Work required: Across the records, count every line that includes "Waymark" and give the number by itself.

Material supplied:
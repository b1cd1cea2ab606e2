//! Error types for the Waymark engine.

use crate::EntityKind;
use thiserror::Error;

/// All possible errors from the Waymark engine.
///
/// Every variant is raised before the target store is touched: a restore
/// caller can rely on a failed decode or validation leaving no trace.
#[derive(Debug, Error, Clone, PartialEq, Eq)]
pub enum Error {
    // Validation errors
    #[error("malformed snapshot document: {0}")]
    MalformedDocument(String),

    #[error("unsupported snapshot format version: {found} (supported: {supported})")]
    UnsupportedFormatVersion { found: String, supported: String },

    #[error("snapshot carries {0} records but does not list them in includedKinds")]
    UnlistedKind(EntityKind),

    #[error("invalid {kind} record at position {index}: {reason}")]
    InvalidRecord {
        kind: EntityKind,
        index: usize,
        reason: String,
    },

    // Archive errors
    #[error("unreadable archive: {0}")]
    UnreadableArchive(String),

    #[error("archive does not contain the snapshot document '{0}'")]
    MissingDocument(String),

    #[error("archive entry escapes the asset directory: {0}")]
    UnsafeEntryPath(String),

    #[error("archive entry '{name}' expands past the {limit} byte limit")]
    EntryTooLarge { name: String, limit: u64 },

    #[error("failed to write archive: {0}")]
    ArchiveWrite(String),
}

impl Error {
    /// Whether this error describes a malformed or unsupported document.
    pub fn is_validation(&self) -> bool {
        matches!(
            self,
            Error::MalformedDocument(_)
                | Error::UnsupportedFormatVersion { .. }
                | Error::UnlistedKind(_)
                | Error::InvalidRecord { .. }
        )
    }

    /// Whether this error comes from the container layer.
    pub fn is_archive(&self) -> bool {
        !self.is_validation()
    }
}

/// Result type for engine operations.
pub type Result<T> = std::result::Result<T, Error>;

Solution to this task: 2